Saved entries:
------
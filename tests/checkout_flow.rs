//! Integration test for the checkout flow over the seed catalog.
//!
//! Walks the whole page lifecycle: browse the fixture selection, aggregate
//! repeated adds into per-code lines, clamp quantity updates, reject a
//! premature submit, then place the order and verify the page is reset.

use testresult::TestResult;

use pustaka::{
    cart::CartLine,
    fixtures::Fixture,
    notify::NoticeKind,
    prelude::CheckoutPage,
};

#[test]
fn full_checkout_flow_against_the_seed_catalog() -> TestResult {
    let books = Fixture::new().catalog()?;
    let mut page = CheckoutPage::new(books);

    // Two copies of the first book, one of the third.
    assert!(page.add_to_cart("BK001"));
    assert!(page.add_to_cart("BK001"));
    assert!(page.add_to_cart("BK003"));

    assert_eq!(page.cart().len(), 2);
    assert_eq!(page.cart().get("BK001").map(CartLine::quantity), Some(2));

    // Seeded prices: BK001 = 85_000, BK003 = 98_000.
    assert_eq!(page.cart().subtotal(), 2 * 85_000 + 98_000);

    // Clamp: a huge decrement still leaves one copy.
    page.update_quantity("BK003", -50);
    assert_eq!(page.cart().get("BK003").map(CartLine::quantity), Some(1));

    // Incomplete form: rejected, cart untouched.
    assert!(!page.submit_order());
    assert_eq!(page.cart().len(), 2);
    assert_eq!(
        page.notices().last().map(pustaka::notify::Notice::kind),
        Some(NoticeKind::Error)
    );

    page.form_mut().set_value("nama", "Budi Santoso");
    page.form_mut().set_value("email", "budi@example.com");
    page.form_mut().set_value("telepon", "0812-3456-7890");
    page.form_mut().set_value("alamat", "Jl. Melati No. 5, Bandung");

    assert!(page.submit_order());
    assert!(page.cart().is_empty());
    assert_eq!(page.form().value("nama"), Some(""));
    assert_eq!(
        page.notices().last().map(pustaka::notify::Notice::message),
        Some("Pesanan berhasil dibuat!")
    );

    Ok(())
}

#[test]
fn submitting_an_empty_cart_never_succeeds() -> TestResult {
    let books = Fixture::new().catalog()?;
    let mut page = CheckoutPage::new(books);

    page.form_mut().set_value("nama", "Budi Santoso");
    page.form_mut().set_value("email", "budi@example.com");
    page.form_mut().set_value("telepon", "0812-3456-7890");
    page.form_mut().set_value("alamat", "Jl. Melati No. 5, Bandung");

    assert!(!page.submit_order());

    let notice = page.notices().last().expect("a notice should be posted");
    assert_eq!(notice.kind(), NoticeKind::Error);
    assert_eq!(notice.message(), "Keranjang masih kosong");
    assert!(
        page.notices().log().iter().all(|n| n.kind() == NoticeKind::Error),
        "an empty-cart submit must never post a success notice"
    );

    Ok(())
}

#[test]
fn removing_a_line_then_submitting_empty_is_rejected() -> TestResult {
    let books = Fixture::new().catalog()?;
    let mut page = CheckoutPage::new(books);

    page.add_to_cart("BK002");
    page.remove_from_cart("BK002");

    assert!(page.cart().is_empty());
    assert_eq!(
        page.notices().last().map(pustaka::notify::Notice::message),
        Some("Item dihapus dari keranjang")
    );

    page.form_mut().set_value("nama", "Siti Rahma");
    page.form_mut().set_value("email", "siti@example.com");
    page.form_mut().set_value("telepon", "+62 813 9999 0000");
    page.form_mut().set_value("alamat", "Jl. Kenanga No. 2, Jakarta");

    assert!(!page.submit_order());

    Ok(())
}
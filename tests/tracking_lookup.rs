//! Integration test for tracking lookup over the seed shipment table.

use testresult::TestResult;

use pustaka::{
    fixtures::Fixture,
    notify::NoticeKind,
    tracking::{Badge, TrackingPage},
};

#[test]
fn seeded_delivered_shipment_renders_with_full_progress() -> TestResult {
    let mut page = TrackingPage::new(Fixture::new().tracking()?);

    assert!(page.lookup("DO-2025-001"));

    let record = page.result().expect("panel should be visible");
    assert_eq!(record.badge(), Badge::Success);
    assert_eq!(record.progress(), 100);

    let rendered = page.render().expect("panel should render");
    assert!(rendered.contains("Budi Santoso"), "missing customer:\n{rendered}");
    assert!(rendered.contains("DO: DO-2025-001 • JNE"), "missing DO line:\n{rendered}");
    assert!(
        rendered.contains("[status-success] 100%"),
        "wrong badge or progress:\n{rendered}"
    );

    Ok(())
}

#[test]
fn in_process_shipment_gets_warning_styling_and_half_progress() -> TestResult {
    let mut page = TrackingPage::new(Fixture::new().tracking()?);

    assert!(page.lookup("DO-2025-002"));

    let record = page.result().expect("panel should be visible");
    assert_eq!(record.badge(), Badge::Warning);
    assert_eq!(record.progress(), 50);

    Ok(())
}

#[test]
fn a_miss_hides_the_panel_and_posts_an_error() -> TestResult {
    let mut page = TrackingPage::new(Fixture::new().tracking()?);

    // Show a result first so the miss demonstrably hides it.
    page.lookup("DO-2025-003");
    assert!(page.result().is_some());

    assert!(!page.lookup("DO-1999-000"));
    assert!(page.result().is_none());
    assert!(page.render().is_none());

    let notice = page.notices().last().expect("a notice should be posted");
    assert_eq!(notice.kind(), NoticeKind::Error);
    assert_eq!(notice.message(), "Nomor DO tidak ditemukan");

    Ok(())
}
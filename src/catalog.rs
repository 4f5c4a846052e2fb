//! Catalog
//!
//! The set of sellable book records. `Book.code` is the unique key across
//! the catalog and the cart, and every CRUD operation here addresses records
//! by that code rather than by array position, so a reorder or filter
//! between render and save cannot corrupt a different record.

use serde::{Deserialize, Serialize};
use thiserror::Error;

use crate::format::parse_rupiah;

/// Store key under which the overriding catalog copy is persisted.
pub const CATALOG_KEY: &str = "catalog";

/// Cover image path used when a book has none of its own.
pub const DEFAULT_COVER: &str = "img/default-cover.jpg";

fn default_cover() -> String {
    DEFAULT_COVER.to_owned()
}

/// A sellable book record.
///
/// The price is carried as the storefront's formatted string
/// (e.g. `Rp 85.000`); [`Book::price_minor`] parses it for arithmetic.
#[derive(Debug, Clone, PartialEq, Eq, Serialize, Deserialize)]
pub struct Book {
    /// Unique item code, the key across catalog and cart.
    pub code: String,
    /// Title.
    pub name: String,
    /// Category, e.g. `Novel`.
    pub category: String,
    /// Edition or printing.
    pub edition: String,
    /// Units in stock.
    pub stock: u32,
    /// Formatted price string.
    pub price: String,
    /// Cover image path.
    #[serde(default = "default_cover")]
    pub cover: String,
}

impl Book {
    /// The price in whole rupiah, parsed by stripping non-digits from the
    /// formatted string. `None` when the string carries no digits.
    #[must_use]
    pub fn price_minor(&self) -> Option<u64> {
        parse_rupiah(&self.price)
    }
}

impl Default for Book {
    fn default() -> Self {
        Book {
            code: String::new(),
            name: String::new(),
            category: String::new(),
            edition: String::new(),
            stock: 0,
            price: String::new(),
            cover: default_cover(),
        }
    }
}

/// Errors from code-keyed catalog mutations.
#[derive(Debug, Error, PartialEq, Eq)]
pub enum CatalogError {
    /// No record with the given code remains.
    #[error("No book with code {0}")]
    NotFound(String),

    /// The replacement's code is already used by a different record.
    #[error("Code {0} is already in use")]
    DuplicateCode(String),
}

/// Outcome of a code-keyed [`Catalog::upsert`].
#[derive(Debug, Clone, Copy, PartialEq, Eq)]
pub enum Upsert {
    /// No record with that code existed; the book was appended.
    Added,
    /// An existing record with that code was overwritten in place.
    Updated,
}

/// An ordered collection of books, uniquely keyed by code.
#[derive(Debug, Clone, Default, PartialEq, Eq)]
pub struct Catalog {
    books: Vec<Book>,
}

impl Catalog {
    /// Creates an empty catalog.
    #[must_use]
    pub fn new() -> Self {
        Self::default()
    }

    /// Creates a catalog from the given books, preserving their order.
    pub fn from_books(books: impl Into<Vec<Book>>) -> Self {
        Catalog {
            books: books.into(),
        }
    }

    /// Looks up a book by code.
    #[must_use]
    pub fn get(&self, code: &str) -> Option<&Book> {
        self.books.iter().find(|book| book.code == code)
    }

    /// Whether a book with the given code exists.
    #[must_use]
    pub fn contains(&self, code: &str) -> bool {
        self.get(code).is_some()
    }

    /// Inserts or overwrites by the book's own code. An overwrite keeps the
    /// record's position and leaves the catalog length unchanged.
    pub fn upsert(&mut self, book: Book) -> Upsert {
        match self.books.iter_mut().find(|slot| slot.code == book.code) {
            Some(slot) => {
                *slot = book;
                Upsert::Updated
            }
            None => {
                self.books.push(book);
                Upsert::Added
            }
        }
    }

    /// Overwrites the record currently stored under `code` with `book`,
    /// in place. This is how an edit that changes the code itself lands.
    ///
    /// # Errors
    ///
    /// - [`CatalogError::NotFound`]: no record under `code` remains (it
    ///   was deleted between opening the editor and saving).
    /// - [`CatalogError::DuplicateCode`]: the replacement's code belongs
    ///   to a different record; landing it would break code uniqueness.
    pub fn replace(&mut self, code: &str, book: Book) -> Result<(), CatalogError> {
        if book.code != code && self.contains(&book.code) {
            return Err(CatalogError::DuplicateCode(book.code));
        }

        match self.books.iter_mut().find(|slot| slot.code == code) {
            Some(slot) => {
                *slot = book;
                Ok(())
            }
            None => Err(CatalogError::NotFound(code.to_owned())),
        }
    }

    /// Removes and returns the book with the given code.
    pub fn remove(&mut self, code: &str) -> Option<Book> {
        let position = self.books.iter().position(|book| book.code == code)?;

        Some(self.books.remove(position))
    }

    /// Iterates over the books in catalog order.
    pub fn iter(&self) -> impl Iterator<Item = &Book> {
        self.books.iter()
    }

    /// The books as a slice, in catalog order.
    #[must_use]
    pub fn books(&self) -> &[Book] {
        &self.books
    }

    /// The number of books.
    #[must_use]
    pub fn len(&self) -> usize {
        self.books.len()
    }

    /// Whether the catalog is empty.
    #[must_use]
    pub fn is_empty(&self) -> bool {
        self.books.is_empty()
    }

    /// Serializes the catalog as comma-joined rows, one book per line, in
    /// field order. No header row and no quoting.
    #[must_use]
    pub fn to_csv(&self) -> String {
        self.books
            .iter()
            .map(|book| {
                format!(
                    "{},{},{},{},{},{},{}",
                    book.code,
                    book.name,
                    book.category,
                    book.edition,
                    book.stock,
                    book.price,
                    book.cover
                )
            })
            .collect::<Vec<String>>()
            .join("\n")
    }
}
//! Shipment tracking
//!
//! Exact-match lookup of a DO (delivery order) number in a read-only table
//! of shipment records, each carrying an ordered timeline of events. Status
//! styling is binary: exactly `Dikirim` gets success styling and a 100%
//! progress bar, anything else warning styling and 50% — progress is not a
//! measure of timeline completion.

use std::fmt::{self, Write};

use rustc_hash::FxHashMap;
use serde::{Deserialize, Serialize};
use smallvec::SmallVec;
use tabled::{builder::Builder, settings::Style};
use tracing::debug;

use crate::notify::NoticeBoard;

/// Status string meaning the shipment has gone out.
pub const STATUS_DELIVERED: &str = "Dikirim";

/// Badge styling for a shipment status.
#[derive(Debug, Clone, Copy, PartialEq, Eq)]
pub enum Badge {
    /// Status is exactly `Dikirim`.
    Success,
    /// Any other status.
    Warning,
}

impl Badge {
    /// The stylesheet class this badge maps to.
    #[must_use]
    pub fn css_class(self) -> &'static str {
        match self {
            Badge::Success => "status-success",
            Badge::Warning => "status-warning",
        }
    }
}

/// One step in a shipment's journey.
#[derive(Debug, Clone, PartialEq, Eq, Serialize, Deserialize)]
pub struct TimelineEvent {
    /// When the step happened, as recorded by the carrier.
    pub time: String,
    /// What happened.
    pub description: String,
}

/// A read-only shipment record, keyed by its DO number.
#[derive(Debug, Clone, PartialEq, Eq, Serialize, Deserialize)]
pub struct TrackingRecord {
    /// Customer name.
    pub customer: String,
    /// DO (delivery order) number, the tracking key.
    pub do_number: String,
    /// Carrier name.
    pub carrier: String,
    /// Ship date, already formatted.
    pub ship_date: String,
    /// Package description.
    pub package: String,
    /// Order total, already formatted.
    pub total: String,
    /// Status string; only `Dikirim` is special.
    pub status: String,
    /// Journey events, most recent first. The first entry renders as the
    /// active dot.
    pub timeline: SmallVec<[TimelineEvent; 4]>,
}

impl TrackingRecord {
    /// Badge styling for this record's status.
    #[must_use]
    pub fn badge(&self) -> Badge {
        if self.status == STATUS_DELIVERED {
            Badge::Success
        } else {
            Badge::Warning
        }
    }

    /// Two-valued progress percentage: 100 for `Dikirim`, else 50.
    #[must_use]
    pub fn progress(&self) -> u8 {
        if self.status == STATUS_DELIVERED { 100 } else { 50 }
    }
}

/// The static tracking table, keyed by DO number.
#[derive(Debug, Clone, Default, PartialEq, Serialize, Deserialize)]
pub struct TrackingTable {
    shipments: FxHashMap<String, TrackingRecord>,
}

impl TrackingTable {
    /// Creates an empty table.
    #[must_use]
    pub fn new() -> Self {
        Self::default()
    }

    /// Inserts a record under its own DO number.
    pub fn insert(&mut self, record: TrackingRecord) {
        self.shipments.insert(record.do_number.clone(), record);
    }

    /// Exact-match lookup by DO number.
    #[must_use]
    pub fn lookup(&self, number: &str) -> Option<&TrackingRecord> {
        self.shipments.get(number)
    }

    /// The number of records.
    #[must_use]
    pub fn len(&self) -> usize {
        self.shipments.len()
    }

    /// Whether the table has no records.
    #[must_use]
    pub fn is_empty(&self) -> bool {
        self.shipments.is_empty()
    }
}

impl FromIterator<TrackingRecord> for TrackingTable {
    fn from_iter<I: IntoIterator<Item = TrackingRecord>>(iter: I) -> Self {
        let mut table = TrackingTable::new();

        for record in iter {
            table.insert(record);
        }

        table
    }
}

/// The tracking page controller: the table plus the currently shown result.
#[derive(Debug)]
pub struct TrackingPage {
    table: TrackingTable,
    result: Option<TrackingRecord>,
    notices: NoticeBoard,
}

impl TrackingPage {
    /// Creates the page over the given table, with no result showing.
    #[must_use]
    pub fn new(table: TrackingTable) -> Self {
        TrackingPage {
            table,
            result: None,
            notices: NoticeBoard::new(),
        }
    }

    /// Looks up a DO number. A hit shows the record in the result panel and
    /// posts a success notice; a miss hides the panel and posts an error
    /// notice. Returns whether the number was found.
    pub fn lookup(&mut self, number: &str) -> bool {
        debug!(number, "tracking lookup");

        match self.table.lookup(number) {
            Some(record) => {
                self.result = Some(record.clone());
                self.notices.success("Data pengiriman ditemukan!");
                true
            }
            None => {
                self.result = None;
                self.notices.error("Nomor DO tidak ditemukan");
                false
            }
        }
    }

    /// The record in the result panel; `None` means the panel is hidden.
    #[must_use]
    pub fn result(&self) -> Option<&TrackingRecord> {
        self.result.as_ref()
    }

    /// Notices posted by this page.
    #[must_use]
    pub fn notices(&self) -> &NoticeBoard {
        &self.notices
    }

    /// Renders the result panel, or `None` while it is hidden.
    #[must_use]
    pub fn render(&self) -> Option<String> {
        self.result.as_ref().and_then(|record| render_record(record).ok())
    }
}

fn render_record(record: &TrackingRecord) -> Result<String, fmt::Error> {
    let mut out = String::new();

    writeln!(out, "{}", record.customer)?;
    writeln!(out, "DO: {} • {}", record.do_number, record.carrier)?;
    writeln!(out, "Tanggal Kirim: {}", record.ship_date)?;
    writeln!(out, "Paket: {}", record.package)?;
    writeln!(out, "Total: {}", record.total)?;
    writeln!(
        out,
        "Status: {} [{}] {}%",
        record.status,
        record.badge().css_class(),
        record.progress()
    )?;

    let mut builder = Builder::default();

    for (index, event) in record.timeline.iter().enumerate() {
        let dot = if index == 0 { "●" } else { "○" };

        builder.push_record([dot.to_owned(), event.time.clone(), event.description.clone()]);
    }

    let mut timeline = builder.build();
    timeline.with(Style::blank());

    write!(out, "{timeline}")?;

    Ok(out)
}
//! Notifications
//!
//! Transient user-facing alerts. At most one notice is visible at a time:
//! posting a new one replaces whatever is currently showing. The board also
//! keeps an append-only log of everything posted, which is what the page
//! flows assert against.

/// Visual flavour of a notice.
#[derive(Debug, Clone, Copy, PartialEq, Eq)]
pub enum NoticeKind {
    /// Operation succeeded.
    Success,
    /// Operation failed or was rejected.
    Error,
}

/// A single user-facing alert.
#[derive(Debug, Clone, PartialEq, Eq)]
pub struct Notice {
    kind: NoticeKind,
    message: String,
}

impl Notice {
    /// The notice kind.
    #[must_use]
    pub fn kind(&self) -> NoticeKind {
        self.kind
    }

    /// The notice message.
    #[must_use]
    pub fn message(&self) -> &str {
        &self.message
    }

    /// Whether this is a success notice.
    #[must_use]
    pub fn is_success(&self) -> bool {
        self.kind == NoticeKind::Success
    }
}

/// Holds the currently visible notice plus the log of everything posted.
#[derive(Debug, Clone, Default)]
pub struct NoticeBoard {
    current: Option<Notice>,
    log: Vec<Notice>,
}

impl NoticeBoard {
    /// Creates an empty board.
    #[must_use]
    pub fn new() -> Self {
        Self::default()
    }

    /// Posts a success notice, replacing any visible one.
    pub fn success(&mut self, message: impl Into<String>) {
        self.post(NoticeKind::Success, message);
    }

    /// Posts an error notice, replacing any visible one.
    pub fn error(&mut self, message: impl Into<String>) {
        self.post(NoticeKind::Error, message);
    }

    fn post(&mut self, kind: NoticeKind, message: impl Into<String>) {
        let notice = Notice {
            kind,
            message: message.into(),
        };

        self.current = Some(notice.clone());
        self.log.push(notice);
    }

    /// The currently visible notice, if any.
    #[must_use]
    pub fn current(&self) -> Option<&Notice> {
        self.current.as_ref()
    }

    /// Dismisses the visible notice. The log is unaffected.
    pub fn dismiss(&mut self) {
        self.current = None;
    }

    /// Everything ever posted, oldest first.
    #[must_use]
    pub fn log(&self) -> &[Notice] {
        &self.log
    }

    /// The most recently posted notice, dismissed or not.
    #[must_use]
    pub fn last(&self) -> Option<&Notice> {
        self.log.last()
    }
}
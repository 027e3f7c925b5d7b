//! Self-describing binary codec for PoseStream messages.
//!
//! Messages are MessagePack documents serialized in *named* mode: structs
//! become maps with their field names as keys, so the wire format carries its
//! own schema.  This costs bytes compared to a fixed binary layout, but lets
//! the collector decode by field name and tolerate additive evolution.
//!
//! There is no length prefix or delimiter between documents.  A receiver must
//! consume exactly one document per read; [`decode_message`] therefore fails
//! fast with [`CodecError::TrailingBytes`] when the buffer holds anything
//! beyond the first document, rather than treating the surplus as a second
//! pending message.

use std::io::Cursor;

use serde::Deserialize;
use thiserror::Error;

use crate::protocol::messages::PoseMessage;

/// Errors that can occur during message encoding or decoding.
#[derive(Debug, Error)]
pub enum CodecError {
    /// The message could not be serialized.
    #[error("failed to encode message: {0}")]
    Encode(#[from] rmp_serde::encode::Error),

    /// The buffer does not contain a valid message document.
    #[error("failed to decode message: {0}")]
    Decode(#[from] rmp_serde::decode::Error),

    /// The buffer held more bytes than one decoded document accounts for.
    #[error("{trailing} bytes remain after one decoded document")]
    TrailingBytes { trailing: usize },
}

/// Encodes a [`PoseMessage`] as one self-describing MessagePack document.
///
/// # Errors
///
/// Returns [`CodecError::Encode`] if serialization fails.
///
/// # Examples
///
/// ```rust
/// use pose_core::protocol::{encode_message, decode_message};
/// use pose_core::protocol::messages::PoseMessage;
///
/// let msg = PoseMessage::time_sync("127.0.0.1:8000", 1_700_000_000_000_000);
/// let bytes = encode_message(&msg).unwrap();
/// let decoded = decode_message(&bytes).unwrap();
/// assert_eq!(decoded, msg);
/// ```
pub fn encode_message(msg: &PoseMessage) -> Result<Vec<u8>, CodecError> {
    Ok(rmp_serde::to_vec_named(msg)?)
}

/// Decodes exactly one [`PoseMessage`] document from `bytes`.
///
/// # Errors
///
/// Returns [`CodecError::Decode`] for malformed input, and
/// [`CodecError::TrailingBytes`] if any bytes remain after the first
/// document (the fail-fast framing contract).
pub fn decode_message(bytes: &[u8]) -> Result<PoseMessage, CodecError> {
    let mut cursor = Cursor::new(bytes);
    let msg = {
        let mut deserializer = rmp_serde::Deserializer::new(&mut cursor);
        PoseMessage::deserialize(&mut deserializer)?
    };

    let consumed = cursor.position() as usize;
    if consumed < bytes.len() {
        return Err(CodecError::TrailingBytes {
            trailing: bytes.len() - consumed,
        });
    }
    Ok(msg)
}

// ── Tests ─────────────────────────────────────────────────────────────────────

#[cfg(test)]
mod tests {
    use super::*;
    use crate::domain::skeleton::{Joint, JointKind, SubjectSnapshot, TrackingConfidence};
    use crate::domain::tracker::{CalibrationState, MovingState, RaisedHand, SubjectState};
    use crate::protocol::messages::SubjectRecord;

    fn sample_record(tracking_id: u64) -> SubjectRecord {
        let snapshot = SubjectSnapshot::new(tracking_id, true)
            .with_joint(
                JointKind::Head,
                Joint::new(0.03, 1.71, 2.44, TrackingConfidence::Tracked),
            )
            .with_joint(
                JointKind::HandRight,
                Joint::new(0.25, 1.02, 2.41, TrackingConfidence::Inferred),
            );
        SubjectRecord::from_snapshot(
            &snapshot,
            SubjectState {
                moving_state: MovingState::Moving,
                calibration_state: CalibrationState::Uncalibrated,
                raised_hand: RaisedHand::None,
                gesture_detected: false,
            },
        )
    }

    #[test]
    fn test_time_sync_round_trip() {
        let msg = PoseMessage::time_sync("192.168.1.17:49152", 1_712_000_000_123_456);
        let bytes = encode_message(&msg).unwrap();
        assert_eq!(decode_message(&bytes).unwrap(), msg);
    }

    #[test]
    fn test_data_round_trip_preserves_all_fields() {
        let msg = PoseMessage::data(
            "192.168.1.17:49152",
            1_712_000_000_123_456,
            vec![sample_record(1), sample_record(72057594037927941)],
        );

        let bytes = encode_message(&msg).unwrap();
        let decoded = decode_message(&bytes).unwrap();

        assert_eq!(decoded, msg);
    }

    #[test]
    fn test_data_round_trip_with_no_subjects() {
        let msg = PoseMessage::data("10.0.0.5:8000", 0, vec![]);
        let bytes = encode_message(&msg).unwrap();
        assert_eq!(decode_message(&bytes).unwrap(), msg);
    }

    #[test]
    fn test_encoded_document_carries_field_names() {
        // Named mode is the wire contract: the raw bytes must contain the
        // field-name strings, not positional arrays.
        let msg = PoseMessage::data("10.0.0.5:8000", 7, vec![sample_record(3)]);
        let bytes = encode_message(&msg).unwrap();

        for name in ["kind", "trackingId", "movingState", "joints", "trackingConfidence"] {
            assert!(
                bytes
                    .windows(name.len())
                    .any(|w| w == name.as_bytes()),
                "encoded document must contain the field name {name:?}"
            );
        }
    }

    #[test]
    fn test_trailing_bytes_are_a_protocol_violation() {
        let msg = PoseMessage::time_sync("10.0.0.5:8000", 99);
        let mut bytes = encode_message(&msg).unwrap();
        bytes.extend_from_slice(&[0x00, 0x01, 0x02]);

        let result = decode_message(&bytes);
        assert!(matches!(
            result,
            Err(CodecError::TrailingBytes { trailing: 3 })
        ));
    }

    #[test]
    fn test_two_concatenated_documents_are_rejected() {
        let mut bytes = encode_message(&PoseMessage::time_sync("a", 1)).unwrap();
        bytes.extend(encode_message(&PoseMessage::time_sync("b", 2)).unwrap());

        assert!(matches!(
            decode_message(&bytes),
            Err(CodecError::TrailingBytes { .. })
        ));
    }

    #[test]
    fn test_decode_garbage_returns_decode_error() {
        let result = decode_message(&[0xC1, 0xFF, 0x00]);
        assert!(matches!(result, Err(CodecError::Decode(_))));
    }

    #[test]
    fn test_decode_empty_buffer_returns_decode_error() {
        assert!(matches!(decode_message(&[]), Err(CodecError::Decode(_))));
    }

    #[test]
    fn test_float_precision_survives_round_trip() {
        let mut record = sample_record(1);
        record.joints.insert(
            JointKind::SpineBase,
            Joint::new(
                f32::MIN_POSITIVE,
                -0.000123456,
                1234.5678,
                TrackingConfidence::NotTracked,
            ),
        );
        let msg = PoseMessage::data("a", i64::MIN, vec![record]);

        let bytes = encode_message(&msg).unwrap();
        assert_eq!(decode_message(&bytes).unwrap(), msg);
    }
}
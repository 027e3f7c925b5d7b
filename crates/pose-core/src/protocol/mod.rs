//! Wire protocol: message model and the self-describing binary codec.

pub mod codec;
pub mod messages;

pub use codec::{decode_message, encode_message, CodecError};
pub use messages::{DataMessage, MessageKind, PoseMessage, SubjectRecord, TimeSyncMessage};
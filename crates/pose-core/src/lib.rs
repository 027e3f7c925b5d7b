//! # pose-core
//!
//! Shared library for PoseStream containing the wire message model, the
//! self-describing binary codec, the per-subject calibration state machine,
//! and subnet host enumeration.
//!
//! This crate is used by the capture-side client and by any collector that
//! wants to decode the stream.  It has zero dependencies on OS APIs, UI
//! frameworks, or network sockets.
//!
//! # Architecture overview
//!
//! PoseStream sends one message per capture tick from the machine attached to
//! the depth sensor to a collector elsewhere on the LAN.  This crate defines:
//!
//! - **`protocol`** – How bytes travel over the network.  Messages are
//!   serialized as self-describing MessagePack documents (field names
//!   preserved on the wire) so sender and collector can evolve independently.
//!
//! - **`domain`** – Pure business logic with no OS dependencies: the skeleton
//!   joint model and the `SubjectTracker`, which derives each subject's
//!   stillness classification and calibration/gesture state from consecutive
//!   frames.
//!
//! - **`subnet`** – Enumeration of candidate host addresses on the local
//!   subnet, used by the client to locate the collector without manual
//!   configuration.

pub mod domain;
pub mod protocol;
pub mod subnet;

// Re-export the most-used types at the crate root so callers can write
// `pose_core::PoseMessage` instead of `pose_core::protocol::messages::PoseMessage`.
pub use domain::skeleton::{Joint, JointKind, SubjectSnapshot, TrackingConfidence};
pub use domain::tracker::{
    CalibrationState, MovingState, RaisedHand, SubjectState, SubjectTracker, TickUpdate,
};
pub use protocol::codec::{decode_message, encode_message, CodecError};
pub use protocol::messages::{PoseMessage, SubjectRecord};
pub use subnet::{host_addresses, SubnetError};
------
Work instruction :: Using the records above, restate word for word the lines from the one with "here addresses records" through the one with "pub enum CatalogError", both included.

Answer for the task ::
//! the catalog and the cart, and every CRUD operation here addresses records
//! by that code rather than by array position, so a reorder or filter
//! between render and save cannot corrupt a different record.

use serde::{Deserialize, Serialize};
use thiserror::Error;

use crate::format::parse_rupiah;

/// Store key under which the overriding catalog copy is persisted.
pub const CATALOG_KEY: &str = "catalog";

/// Cover image path used when a book has none of its own.
pub const DEFAULT_COVER: &str = "img/default-cover.jpg";

fn default_cover() -> String {
    DEFAULT_COVER.to_owned()
}

/// A sellable book record.
///
/// The price is carried as the storefront's formatted string
/// (e.g. `Rp 85.000`); [`Book::price_minor`] parses it for arithmetic.
#[derive(Debug, Clone, PartialEq, Eq, Serialize, Deserialize)]
pub struct Book {
    /// Unique item code, the key across catalog and cart.
    pub code: String,
    /// Title.
    pub name: String,
    /// Category, e.g. `Novel`.
    pub category: String,
    /// Edition or printing.
    pub edition: String,
    /// Units in stock.
    pub stock: u32,
    /// Formatted price string.
    pub price: String,
    /// Cover image path.
    #[serde(default = "default_cover")]
    pub cover: String,
}

impl Book {
    /// The price in whole rupiah, parsed by stripping non-digits from the
    /// formatted string. `None` when the string carries no digits.
    #[must_use]
    pub fn price_minor(&self) -> Option<u64> {
        parse_rupiah(&self.price)
    }
}

impl Default for Book {
    fn default() -> Self {
        Book {
            code: String::new(),
            name: String::new(),
            category: String::new(),
            edition: String::new(),
            stock: 0,
            price: String::new(),
            cover: default_cover(),
        }
    }
}

/// Errors from code-keyed catalog mutations.
#[derive(Debug, Error, PartialEq, Eq)]
pub enum CatalogError {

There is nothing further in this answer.